Gradient descent

4.4. Gradient descent#

Local optimization aims at finding a minimum of a function \(J({\bf w})\) through an iterative process that starts at some point \({\bf w}_0\) and proceeds by generating a sequence of points \({\bf w}_{k+1} = {\bf w}_k + {\bf d}_k\) for \(k=0,1,\dots,K\). Here, the vector \(\mathbf{d}_k\) is assumed to be a descent direction that leads to a point \(\mathbf{w}_{k+1}\) lower than \(\mathbf{w}_{k}\) on the function, so that \(J(\mathbf{w}_{k+1}) < J(\mathbf{w}_{k})\). One of the most efficient way to compute a high-quality descent direction is to leverage the negative gradient of \(J({\bf w})\), leading to the optimization algorithm known as gradient descent or gradient method.

4.4.1. Descent direction#

The derivative of a one-dimensional function describes its tangent lines. It thus gives a precise indication of where the nearest minimum is located with respect to a given point. For example, if the derivative at a point \(w_k\) is negative, one should “go right” to find a point \(w_{k+1}\) that is lower on the function. Conversely, if the derivative at \(w_k\) is positive, one should “go left” to lower the function. This fact is shown in the next figure for the function \(J(w)=\sin(3w)+\frac{1}{2}w^2\), where the negative derivative \(-J'(w)\) is plotted as a vector in red along the horizontal axis. By moving the slider from left to right, one can observe that the negative derivative always indicates the direction where the function decreases, although only “locally”.
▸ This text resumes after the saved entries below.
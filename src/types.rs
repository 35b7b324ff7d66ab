//! Strongly-typed primitives shared by every engine.
//!
//! Stored geometry uses integer device units ([`Point`]). Intermediate math is
//! done on `glam::DVec2` and converted back only when a result is committed.

use std::fmt;
use std::ops::{Add, Sub};

use glam::DVec2;

/// Error type for invalid numeric values
#[derive(Debug, Clone, Copy, PartialEq)]
pub enum NumericError {
    /// Value is NaN
    NaN,
    /// Value is infinite
    Infinite,
    /// Value is negative when non-negative required
    Negative,
}

impl fmt::Display for NumericError {
    fn fmt(&self, f: &mut fmt::Formatter<'_>) -> fmt::Result {
        match self {
            NumericError::NaN => write!(f, "value is NaN"),
            NumericError::Infinite => write!(f, "value is infinite"),
            NumericError::Negative => write!(f, "value is negative"),
        }
    }
}

impl std::error::Error for NumericError {}

/// Validate a finite value.
pub fn finite(val: f64) -> Result<f64, NumericError> {
    if val.is_nan() {
        Err(NumericError::NaN)
    } else if val.is_infinite() {
        Err(NumericError::Infinite)
    } else {
        Ok(val)
    }
}

/// Validate a finite, non-negative value.
pub fn non_negative(val: f64) -> Result<f64, NumericError> {
    let val = finite(val)?;
    if val < 0.0 {
        Err(NumericError::Negative)
    } else {
        Ok(val)
    }
}

/// Orientation of the vertical axis.
///
/// Stored coordinates follow the screen convention (y grows downward).
/// Angles, directions and rotations are reasoned about in the math
/// convention (y grows upward); every conversion between the two goes
/// through this type.
#[derive(Debug, Clone, Copy, PartialEq, Eq)]
pub enum YAxis {
    Down,
    Up,
}

/// The convention stored coordinates use.
pub const SCREEN: YAxis = YAxis::Down;

impl YAxis {
    /// Convert a vertical delta in this convention to a y-up delta.
    #[inline]
    pub const fn up(self, dy: f64) -> f64 {
        match self {
            YAxis::Down => -dy,
            YAxis::Up => dy,
        }
    }

    /// Convert a y-up delta back to this convention. The flip is its own inverse.
    #[inline]
    pub const fn from_up(self, dy: f64) -> f64 {
        self.up(dy)
    }

    /// Map a stored-space vector into the math frame.
    #[inline]
    pub fn to_math(self, v: DVec2) -> DVec2 {
        DVec2::new(v.x, self.up(v.y))
    }

    /// Map a math-frame vector back into stored space.
    #[inline]
    pub fn from_math(self, v: DVec2) -> DVec2 {
        DVec2::new(v.x, self.from_up(v.y))
    }
}

/// Turning sense of an arc, as displayed.
#[derive(Debug, Clone, Copy, PartialEq, Eq, Hash)]
#[repr(u8)]
pub enum Direction {
    Clockwise = 0,
    Counterclockwise = 1,
}

impl Direction {
    /// +1 for counterclockwise, -1 for clockwise
    #[inline]
    pub const fn sign(self) -> f64 {
        match self {
            Direction::Clockwise => -1.0,
            Direction::Counterclockwise => 1.0,
        }
    }

    pub const fn reversed(self) -> Direction {
        match self {
            Direction::Clockwise => Direction::Counterclockwise,
            Direction::Counterclockwise => Direction::Clockwise,
        }
    }
}

/// A stored point in integer device units.
#[derive(Clone, Copy, Debug, PartialEq, Eq, Hash, Default)]
pub struct Point {
    pub x: i32,
    pub y: i32,
}

impl Point {
    pub const fn new(x: i32, y: i32) -> Self {
        Point { x, y }
    }

    /// Convert to floating point for intermediate math.
    #[inline]
    pub fn to_vec(self) -> DVec2 {
        DVec2::new(self.x as f64, self.y as f64)
    }

    /// Round a floating point position to the nearest device unit.
    #[inline]
    pub fn from_vec(v: DVec2) -> Self {
        Point {
            x: v.x.round() as i32,
            y: v.y.round() as i32,
        }
    }

    /// Euclidean distance to another point
    pub fn distance(self, other: Point) -> f64 {
        self.to_vec().distance(other.to_vec())
    }

    /// Midpoint, rounded to device units
    pub fn midpoint(self, other: Point) -> Point {
        Point::from_vec((self.to_vec() + other.to_vec()) * 0.5)
    }
}

impl fmt::Display for Point {
    fn fmt(&self, f: &mut fmt::Formatter<'_>) -> fmt::Result {
        write!(f, "({}, {})", self.x, self.y)
    }
}

impl From<(i32, i32)> for Point {
    fn from((x, y): (i32, i32)) -> Self {
        Point { x, y }
    }
}

impl Add for Point {
    type Output = Point;
    fn add(self, rhs: Point) -> Point {
        Point::new(self.x + rhs.x, self.y + rhs.y)
    }
}

impl Sub for Point {
    type Output = Point;
    fn sub(self, rhs: Point) -> Point {
        Point::new(self.x - rhs.x, self.y - rhs.y)
    }
}

/// Axis-aligned bounding box in device units
#[derive(Clone, Copy, Debug, PartialEq, Eq)]
pub struct BBox {
    pub min: Point,
    pub max: Point,
}

impl Default for BBox {
    fn default() -> Self {
        Self::new()
    }
}

impl BBox {
    /// Create an empty bounding box (will expand on first point)
    pub const fn new() -> Self {
        BBox {
            min: Point::new(i32::MAX, i32::MAX),
            max: Point::new(i32::MIN, i32::MIN),
        }
    }

    /// Bounding box of a set of points
    pub fn from_points<'a>(points: impl IntoIterator<Item = &'a Point>) -> Self {
        let mut bb = BBox::new();
        for p in points {
            bb.expand_point(*p);
        }
        bb
    }

    /// Check if the bbox is empty (never expanded)
    pub fn is_empty(&self) -> bool {
        self.min.x > self.max.x || self.min.y > self.max.y
    }

    /// Expand to include a point
    pub fn expand_point(&mut self, p: Point) {
        self.min.x = self.min.x.min(p.x);
        self.min.y = self.min.y.min(p.y);
        self.max.x = self.max.x.max(p.x);
        self.max.y = self.max.y.max(p.y);
    }

    /// Expand to include another box
    pub fn union(&mut self, other: &BBox) {
        if other.is_empty() {
            return;
        }
        self.expand_point(other.min);
        self.expand_point(other.max);
    }

    /// Grow the box by `margin` on every side
    pub fn inflate(&self, margin: i32) -> BBox {
        if self.is_empty() {
            return *self;
        }
        BBox {
            min: Point::new(self.min.x - margin, self.min.y - margin),
            max: Point::new(self.max.x + margin, self.max.y + margin),
        }
    }

    pub fn contains(&self, p: Point) -> bool {
        p.x >= self.min.x && p.x <= self.max.x && p.y >= self.min.y && p.y <= self.max.y
    }

    pub fn width(&self) -> i32 {
        self.max.x - self.min.x
    }

    pub fn height(&self) -> i32 {
        self.max.y - self.min.y
    }

    pub fn center(&self) -> Point {
        self.min.midpoint(self.max)
    }
}

/// Pen or fill color.
#[derive(Clone, Debug, PartialEq, Eq, Default)]
pub enum Color {
    /// Whatever the canvas default is
    #[default]
    Default,
    /// Entry in the standard color table
    Indexed(u16),
    Rgb(u8, u8, u8),
}

impl fmt::Display for Color {
    fn fmt(&self, f: &mut fmt::Formatter<'_>) -> fmt::Result {
        match self {
            Color::Default => write!(f, "default"),
            Color::Indexed(n) => write!(f, "color{}", n),
            Color::Rgb(r, g, b) => write!(f, "#{:02x}{:02x}{:02x}", r, g, b),
        }
    }
}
Precisely the same idea holds for a high-dimensional function \(J({\bf w})\), only now there is a multitude of partial derivatives. When combined into the gradient, they indicate the direction and rate of fastest increase for the function at each point. This means that the negative gradient at a point indicates the direction in which the function decreases most quickly from that point. The next figure illustrates this fact for the quadratic function \(J({\bf w}) = \|{\bf w}\|^2\), where the negative gradient (white arrow) at a given point (white dot) provides the direction that decreases the function locally.

../../_images/20010da926a408dc8120b05ba12fde4c86a1ae5aa3570c7faa182f85cdbed5b8.png

4.4.2. Algorithm#

Gradient descent is a local optimization algorithm that employs the negative gradient as a descent direction at each iteration. Given an initial point \({\bf w}_0\) and a step size \(\alpha>0\), the generic update step is written as follows.

Gradient descent

\[ {\bf w}_{k+1} = {\bf w}_k - \alpha\nabla J({\bf w}_k) \]

This iterative scheme is illustrated in the figure below for a one-dimensional function. Moving the slider from left to right animates each step of gradient descent. At each iteration, the next point (red dot) is generated based on the derivative (green line) at the current point (pink dot). The tangent line flattens more and more as the current point converges to the minimum. This is because the derivative is continuous, and thus it gradually shrinks to zero when approaching a minimum.

The basic intuition behind gradient descent can be illustrated by a hypothetical scenario. A person is stuck in the mountains and is trying to get down. There is heavy fog such that visibility is extremely low. Since the path down the mountain is not visible, they are forced to resort only to clues in their proximity to find the way down. They can use the method of gradient descent, which involves looking at the steepness of the hill at their current position, then proceeding downhill in the direction with the steepest descent. Using this method, they would eventually find their way down the mountain or possibly get stuck in some plateau, like a mountain lake. However, assume also that the steepness of the hill is not immediately obvious with simple observation, but rather it requires a sophisticated instrument to measure, which the person happens to have at the moment. It takes quite some time to measure the steepness of the hill with the instrument, thus they should minimize their use of the instrument if they wanted to get down the mountain before sunset. The difficulty then is choosing the frequency at which they should measure the steepness of the hill so not to go off track.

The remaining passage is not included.